만성 난치성 통증의 치료를 위한 상위척수차단 -증례보고-

  • Jeong, Mi-Hyang (Department of Anesthesiology, Kwangju Christian Hospital) ;
  • Hong, Jin-Kyung (Department of Anesthesiology, Kwangju Christian Hospital) ;
  • Lee, Cheol (Department of Anesthesiology, Kwangju Christian Hospital) ;
  • Lee, Cheol-Seung (Department of Anesthesiology, Kwangju Christian Hospital)
  • 정미향 (광주 기독병원 마취과) ;
  • 홍진경 (광주 기독병원 마취과) ;
  • 이철 (광주 기독병원 마취과) ;
  • 이철승 (광주 기독병원 마취과)
  • Published : 1996.11.23

Abstract

Total spinal block is used as final choice for chronic intractable pain which doesn't respond to other treatments.
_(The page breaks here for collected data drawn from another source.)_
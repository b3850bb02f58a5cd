mod cache;
mod catalog;
mod checkout;
mod fulfillment;
mod generation;
mod http;
mod imagegen;
mod jobs;
mod metrics;
mod mockup;
mod models;
mod money;
mod notify;
mod payments;
mod poller;
mod printful;
mod security;
mod storage;
mod upscale;
mod wizard;

use axum::{
    Json, Router,
    extract::{DefaultBodyLimit, State},
    http::StatusCode,
    middleware,
    response::{IntoResponse, Response},
    routing::{get, post},
};
use cache::SharedCache;
use catalog::{CatalogError, CatalogResolver, PrintfulCatalogSource};
use checkout::{CheckoutError, CheckoutService};
use fulfillment::{
    CompletionReport, FulfillmentError, FulfillmentSequencer, OrderSubmitter,
    PrintfulOrderSubmitter, SessionSource,
};
use generation::{GenerationError, GenerationOrchestrator};
use jobs::JobStore;
use metrics_exporter_prometheus::{PrometheusBuilder, PrometheusHandle};
use mockup::{MockupError, MockupOrchestrator, MockupSource, PrintfulMockupSource};
use models::{
    ApiError, CatalogAction, CatalogProxyRequest, CheckoutCompleteRequest, CheckoutSessionRequest,
    GenerateImageAction, GenerateImageRequest, StartGenerationResponse,
};
use notify::EmailClient;
use payments::{CheckoutSession, PaymentsClient};
use printful::orders::OrderRequest;
use security::{RateLimitState, throttle_requests};
use serde::Deserialize;
use serde_json::json;
use std::{net::SocketAddr, sync::Arc};
use storage::StorageClient;
use tower_http::{
    cors::{Any, CorsLayer},
    trace::TraceLayer,
};
use tracing::{error, info};
use tracing_subscriber::{EnvFilter, fmt};
use upscale::PixelcutClient;

#[tokio::main]
async fn main() {
    if let Err(err) = run().await {
        error!(target = "printmuse.api", "server crashed: {err}");
    }
}

async fn run() -> eyre::Result<()> {
    dotenvy::dotenv().ok();
    init_tracing();

    let rate_state = RateLimitState::from_env();
    let cache = SharedCache::from_env();

    let generation = Arc::new(
        GenerationOrchestrator::new(JobStore::new(cache.clone()), imagegen::provider_from_env())
            .with_storage(StorageClient::from_env()),
    );
    let catalog = Arc::new(CatalogResolver::new(
        Arc::new(PrintfulCatalogSource),
        cache.clone(),
    ));
    let mockup_source: Arc<dyn MockupSource> = Arc::new(PrintfulMockupSource);
    let mockups = Arc::new(MockupOrchestrator::new(Arc::clone(&mockup_source)));

    let payments = PaymentsClient::from_env();
    let checkout = CheckoutService::new(payments.clone());
    let fulfillment = Arc::new(FulfillmentSequencer::new(
        Arc::new(payments) as Arc<dyn SessionSource>,
        Arc::clone(&mockup_source),
        Arc::new(PixelcutClient::from_env()),
        Arc::new(PrintfulOrderSubmitter),
        Arc::new(EmailClient::from_env()),
        cache,
    ));

    let openapi_raw = include_str!("../docs/openapi.yaml");
    let openapi: serde_json::Value =
        serde_yaml::from_str(openapi_raw).unwrap_or(serde_json::json!({"openapi":"3.0.3"}));
    let prometheus_handle = PrometheusBuilder::new().install_recorder()?;

    let state = AppState {
        generation,
        catalog,
        mockups,
        mockup_source,
        orders: Arc::new(PrintfulOrderSubmitter),
        checkout,
        fulfillment,
        openapi: Arc::new(openapi),
        prometheus_handle,
    };

    let cors = CorsLayer::new()
        .allow_headers(Any)
        .allow_methods(Any)
        .allow_origin(Any);

    let api = Router::new()
        .route("/api/generate-image", post(generate_image))
        .route("/api/printful", post(printful_proxy))
        .route("/api/checkout/session", post(checkout_session))
        .route("/api/checkout/complete", post(checkout_complete))
        .route_layer(middleware::from_fn_with_state(rate_state, throttle_requests));

    let app = Router::new()
        .route("/health", get(health))
        .route("/metrics", get(metrics_endpoint))
        .route("/openapi.json", get(openapi_json))
        .route("/docs", get(swagger_ui))
        .merge(api)
        .with_state(state)
        .layer(cors)
        .layer(TraceLayer::new_for_http())
        .layer(DefaultBodyLimit::max(body_limit_from_env()));

    let port: u16 = std::env::var("PORT")
        .ok()
        .and_then(|value| value.parse().ok())
        .unwrap_or(8000);
    let addr: SocketAddr = ([0, 0, 0, 0], port).into();
    info!(target = "printmuse.api", "listening on {addr}");

    let listener = tokio::net::TcpListener::bind(addr).await?;
    axum::serve(listener, app.into_make_service()).await?;
    Ok(())
}

#[derive(Clone)]
struct AppState {
    generation: Arc<GenerationOrchestrator>,
    catalog: Arc<CatalogResolver>,
    mockups: Arc<MockupOrchestrator>,
    mockup_source: Arc<dyn MockupSource>,
    orders: Arc<dyn OrderSubmitter>,
    checkout: CheckoutService,
    fulfillment: Arc<FulfillmentSequencer>,
    openapi: Arc<serde_json::Value>,
    prometheus_handle: PrometheusHandle,
}

/// Health and readiness check.
///
/// - Method: `GET`
/// - Path: `/health`
/// - Auth: none
///
/// Returns a small JSON payload with `status` and `service`.
async fn health() -> Json<serde_json::Value> {
    Json(json!({
        "status": "ok",
        "service": "printmuse-api-rs",
        "time": chrono::Utc::now().to_rfc3339(),
    }))
}

async fn openapi_json(
    State(state): State<AppState>,
    headers: axum::http::HeaderMap,
) -> Result<Json<serde_json::Value>, AppError> {
    if let Ok(key) = std::env::var("OPENAPI_KEY") {
        let presented = headers
            .get("X-Docs-Key")
            .and_then(|v| v.to_str().ok())
            .unwrap_or("");
        if presented != key {
            return Err(AppError::Validation("unauthorized".into()));
        }
    }
    Ok(Json((*state.openapi).clone()))
}

async fn swagger_ui() -> axum::http::Response<String> {
    let html = r#"<!doctype html>
<html>
<head>
  <meta charset='utf-8'/>
  <title>PrintMuse API Docs</title>
  <link rel="stylesheet" href="https://unpkg.com/swagger-ui-dist@5/swagger-ui.css" />
</head>
<body>
  <div id="swagger-ui"></div>
  <script src="https://unpkg.com/swagger-ui-dist@5/swagger-ui-bundle.js"></script>
  <script>
    window.onload = () => {
      window.ui = SwaggerUIBundle({ url: '/openapi.json', dom_id: '#swagger-ui' });
    };
  </script>
</body>
</html>"#;
    axum::http::Response::builder()
        .header("Content-Type", "text/html; charset=utf-8")
        .body(html.to_string())
        .unwrap()
}

fn body_limit_from_env() -> usize {
    std::env::var("REQUEST_MAX_BYTES")
        .ok()
        .and_then(|v| v.parse::<usize>().ok())
        .filter(|v| *v > 0)
        .unwrap_or(256 * 1024)
}

async fn metrics_endpoint(
    State(state): State<AppState>,
    headers: axum::http::HeaderMap,
) -> axum::http::Response<String> {
    if let Ok(secret) = std::env::var("METRICS_KEY") {
        let presented = headers
            .get("X-Metrics-Key")
            .and_then(|v| v.to_str().ok())
            .unwrap_or("");
        if presented != secret {
            return axum::http::Response::builder()
                .status(axum::http::StatusCode::UNAUTHORIZED)
                .body("unauthorized".into())
                .unwrap();
        }
    }
    let body = state.prometheus_handle.render();
    axum::http::Response::builder()
        .header("Content-Type", "text/plain; version=0.0.4")
        .body(body)
        .unwrap()
}

/// Start or poll a prompt-to-image generation job.
///
/// - Method: `POST`
/// - Path: `/api/generate-image`
/// - Body: `GenerateImageRequest` (`action` is `start` or `status`)
/// - Response: job id on start, full job record on status
async fn generate_image(
    State(state): State<AppState>,
    Json(payload): Json<GenerateImageRequest>,
) -> Result<Response, AppError> {
    crate::metrics::inc_requests("/api/generate-image");
    match payload.action {
        GenerateImageAction::Start => {
            let prompt = payload
                .prompt
                .as_deref()
                .map(str::trim)
                .filter(|prompt| !prompt.is_empty())
                .ok_or_else(|| AppError::Validation("prompt is required".into()))?;
            let record = state.generation.start(prompt).await?;
            Ok(Json(StartGenerationResponse { job_id: record.id }).into_response())
        }
        GenerateImageAction::Status => {
            let job_id = payload
                .job_id
                .as_deref()
                .filter(|id| !id.trim().is_empty())
                .ok_or_else(|| AppError::Validation("jobId is required".into()))?;
            let record = state.generation.status(job_id).await?;
            Ok(Json(record).into_response())
        }
    }
}

#[derive(Debug, Deserialize)]
#[serde(rename_all = "camelCase")]
struct ProductDetailsData {
    product_id: i64,
}

#[derive(Debug, Deserialize)]
#[serde(rename_all = "camelCase")]
struct GenerateMockupData {
    product_id: i64,
    variant_id: i64,
    image_url: String,
}

#[derive(Debug, Deserialize)]
#[serde(rename_all = "camelCase")]
struct MockupResultData {
    task_key: String,
}

fn proxy_data<T: serde::de::DeserializeOwned>(data: serde_json::Value) -> Result<T, AppError> {
    serde_json::from_value(data).map_err(|err| AppError::Validation(err.to_string()))
}

/// Action-dispatched proxy for the print provider.
///
/// - Method: `POST`
/// - Path: `/api/printful`
/// - Body: `{"action": ..., "data": ...}`
async fn printful_proxy(
    State(state): State<AppState>,
    Json(payload): Json<CatalogProxyRequest>,
) -> Result<Response, AppError> {
    crate::metrics::inc_requests("/api/printful");
    match payload.action {
        CatalogAction::GetCatalogItems => {
            let products = state.catalog.products().await?;
            Ok(Json(products).into_response())
        }
        CatalogAction::GetProductDetails => {
            let data: ProductDetailsData = proxy_data(payload.data)?;
            let listing = state.catalog.product_listing(data.product_id).await?;
            Ok(Json(listing).into_response())
        }
        CatalogAction::GenerateMockup => {
            let data: GenerateMockupData = proxy_data(payload.data)?;
            let job = state
                .mockups
                .begin(Some(data.product_id), Some(data.variant_id), &data.image_url)
                .await?;
            Ok(Json(job).into_response())
        }
        CatalogAction::GetMockupResult => {
            let data: MockupResultData = proxy_data(payload.data)?;
            let status = state
                .mockup_source
                .task_status(&data.task_key)
                .await
                .map_err(AppError::Provider)?;
            Ok(Json(status).into_response())
        }
        CatalogAction::CreateOrder => {
            let request: OrderRequest = proxy_data(payload.data)?;
            let submitted = state
                .orders
                .submit_order(&request)
                .await
                .map_err(AppError::Provider)?;
            Ok(Json(submitted).into_response())
        }
    }
}

/// Create a hosted checkout session for the selected variant and mockup.
///
/// - Method: `POST`
/// - Path: `/api/checkout/session`
/// - Body: `CheckoutSessionRequest`
/// - Response: `CheckoutSession` with the redirect URL
async fn checkout_session(
    State(state): State<AppState>,
    Json(payload): Json<CheckoutSessionRequest>,
) -> Result<Json<CheckoutSession>, AppError> {
    crate::metrics::inc_requests("/api/checkout/session");
    let session = state.checkout.create_session(&payload).await?;
    Ok(Json(session))
}

/// Finish fulfillment for a paid session. Safe to call repeatedly; replays
/// return the original report without placing a second order.
///
/// - Method: `POST`
/// - Path: `/api/checkout/complete`
/// - Body: `CheckoutCompleteRequest`
/// - Response: `CompletionReport`
async fn checkout_complete(
    State(state): State<AppState>,
    Json(payload): Json<CheckoutCompleteRequest>,
) -> Result<Json<CompletionReport>, AppError> {
    crate::metrics::inc_requests("/api/checkout/complete");
    let report = state.fulfillment.complete(&payload.session_id).await?;
    Ok(Json(report))
}

#[derive(Debug)]
enum AppError {
    Validation(String),
    NotFound(String),
    Provider(String),
}

impl From<GenerationError> for AppError {
    fn from(value: GenerationError) -> Self {
        match value {
            GenerationError::EmptyPrompt => Self::Validation(value.to_string()),
            GenerationError::UnknownJob(_) => Self::NotFound(value.to_string()),
            GenerationError::Failed(_) | GenerationError::TimedOut(_) => {
                Self::Provider(value.to_string())
            }
        }
    }
}

impl From<CatalogError> for AppError {
    fn from(value: CatalogError) -> Self {
        match value {
            CatalogError::UnknownProduct(_) => Self::NotFound(value.to_string()),
            CatalogError::Unavailable(_) => Self::Provider(value.to_string()),
        }
    }
}

impl From<MockupError> for AppError {
    fn from(value: MockupError) -> Self {
        match value {
            MockupError::MissingSelection | MockupError::NoPlacement(_) => {
                Self::Validation(value.to_string())
            }
            MockupError::Provider(_) | MockupError::Failed(_) | MockupError::TimedOut(_) => {
                Self::Provider(value.to_string())
            }
        }
    }
}

impl From<CheckoutError> for AppError {
    fn from(value: CheckoutError) -> Self {
        match value {
            CheckoutError::Invalid(_) => Self::Validation(value.to_string()),
            CheckoutError::Payments(_) => Self::Provider(value.to_string()),
        }
    }
}

impl From<FulfillmentError> for AppError {
    fn from(value: FulfillmentError) -> Self {
        match value.stage {
            "resolve" | "recipient" => Self::Validation(value.to_string()),
            _ => Self::Provider(value.to_string()),
        }
    }
}

impl IntoResponse for AppError {
    fn into_response(self) -> Response {
        let (status, error, details) = match self {
            AppError::Validation(details) => {
                (StatusCode::BAD_REQUEST, "invalid_request", details)
            }
            AppError::NotFound(details) => (StatusCode::NOT_FOUND, "not_found", details),
            AppError::Provider(details) => (StatusCode::BAD_GATEWAY, "provider_error", details),
        };
        let payload = ApiError {
            error: error.to_string(),
            details: Some(details),
        };
        (status, Json(payload)).into_response()
    }
}

fn init_tracing() {
    let filter = EnvFilter::try_from_default_env()
        .unwrap_or_else(|_| EnvFilter::new("info,tower_http=debug"));
    let _ = fmt().with_env_filter(filter).try_init();
}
A 35 years old male patient was admitted to pain clinic due to severe cramping and throbbing pain of whole body, especially left lateral side since 1980. The result of cervical and lumbar epidural block was not good enough, so we decided to try total spinal block. At first, C7-T1 interspace was punctured and 2% mepivacaine 20 ml was injected, but the result was not satisfied. Next day, L3-4 interspace was punctured and 1.5% mepivacaine 40 ml was injected. The sensory block level was C6 and pain score on Visual Analog Scale, was changed from 9 to 4. In both trials, actually even though they were not complete total spinal block, the effect was good enough. If complete total spinal block had been accomplished, better result might be obtained in this chronic intractable pain.